Dans les vergers, la confusion vient souvent du fait qu’il existe deux types de kakis. Les variétés astringentes, comme le Hachiya, regorgent de tanins : tant que la chair n’est pas presque liquide, elles sont immangeables. À l’inverse, les variétés non astringentes, comme le Fuyu, se savourent fermes, avec une chair croquante. La méprise entre les deux explique la majorité des récoltes ratées. Un Fuyu laissé trop longtemps se transforme en purée sans tenue ; un Hachiya cueilli trop tôt vous colle littéralement la langue au palais.
« Le kaki ne pardonne pas l’impatience : un jour trop tôt ou trop tard, et il devient inutilisable », confie Philippe Martin, jardinier amateur depuis vingt ans dans le Tarn.
À cette époque de l’année, l’arbre porte souvent encore des fruits durs tandis que d’autres commencent à ramollir. Ce décalage naturel déroute ceux qui veulent tout récolter d’un coup. Or, la maturité ne se lit pas seulement à la couleur : elle se sent, elle se pèse. Un kaki prêt à être cueilli devient légèrement souple sous les doigts, sa peau prend un éclat chaud et lisse, presque transparent pour les variétés astringentes.
Fin novembre : faut-il encore cueillir ou laisser mûrir sur l’arbre ?
À la fin du mois, tout dépend du climat local. En zone douce, les fruits peuvent rester sur l’arbre jusqu’à début décembre ; ils se gorgent alors d’un sucre incomparable. Mais dans les régions plus froides, il faut anticiper : une seule gelée suffit à altérer leur texture et à provoquer des taches noires irréversibles. C’est pourquoi beaucoup de jardiniers cueillent autour du 25 novembre, juste avant le premier froid durable.
Un autre facteur entre en jeu : les oiseaux. À cette période, quand les feuilles ont presque toutes chuté, les kakis deviennent des cibles faciles. Merles, étourneaux et pies percent la peau avant même que le fruit soit mûr. Pour éviter de perdre la récolte, mieux vaut cueillir légèrement avant maturité complète et laisser finir le processus à l’abri.
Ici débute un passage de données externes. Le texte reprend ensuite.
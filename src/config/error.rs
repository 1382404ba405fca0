//! Configuration error types

use thiserror::Error;

/// Errors that can occur during configuration loading
#[derive(Debug, Error)]
pub enum ConfigError {
    #[error("Configuration loading failed: {0}")]
    LoadError(#[from] config::ConfigError),

    #[error("Validation failed: {0}")]
    ValidationFailed(#[from] ValidationError),
}

/// Errors that can occur during configuration validation
#[derive(Debug, Error)]
pub enum ValidationError {
    #[error("Required configuration missing: {0}")]
    MissingRequired(&'static str),

    #[error("Invalid port number")]
    InvalidPort,

    #[error("Invalid request timeout")]
    InvalidTimeout,

    #[error("Invalid database URL format")]
    InvalidDatabaseUrl,

    #[error("Pool min_connections exceeds max_connections")]
    InvalidPoolSize,

    #[error("Pool size exceeds maximum allowed (100)")]
    PoolSizeTooLarge,

    #[error("Auth issuer must use HTTPS in production")]
    IssuerMustBeHttps,

    #[error("Exactly one of verification_key_pem and jwks_url must be set")]
    AmbiguousKeySource,

    #[error("Invalid call deadline")]
    InvalidCallDeadline,
}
« Un coup de gel et c’est foutu pour la conservation », avertit un jardinier du nord de la Drôme, qui rentre désormais tous ses fruits avant la Saint-André.
Faire mûrir les kakis à l’intérieur : la méthode des jardiniers avertis
Pour les variétés astringentes, tout se joue après la récolte. La technique la plus utilisée consiste à enfermer les fruits avec quelques pommes ou bananes mûres dans une boîte hermétique ou un grand sac en papier. Ces fruits dégagent naturellement de l’éthylène, un gaz qui accélère la maturation et adoucit la chair. En trois à cinq jours, le kaki devient fondant, sucré, et perd son amertume.
Certains préfèrent une méthode plus lente : placer les fruits dans une cagette, sans qu’ils se touchent, dans une pièce à température stable. Cette maturation « douce » permet d’obtenir une texture veloutée et un goût plus complexe. Mais attention : au moindre choc, la chair se liquéfie. D’où l’importance de manipuler les fruits avec des gants fins et de les poser sur un lit de papier absorbant.
Les bons gestes à adopter pour préserver la récolte
Les erreurs de manipulation sont souvent fatales. Tirer le fruit pour le détacher, le tordre, ou le laisser tomber au sol provoque des microfissures invisibles. Ces blessures accélèrent l’oxydation et la fermentation. Le bon réflexe : couper au sécateur en conservant un petit morceau de pédoncule. Les fruits se stockent ensuite à plat, jamais empilés, dans une caisse ajourée.
Certains jardiniers recommandent même d’attendre une journée sèche avant de récolter. L’humidité, surtout en novembre, favorise les champignons et réduit la durée de conservation. Cueillir un fruit sous la pluie, c’est souvent le condamner à noircir avant la fin de la semaine.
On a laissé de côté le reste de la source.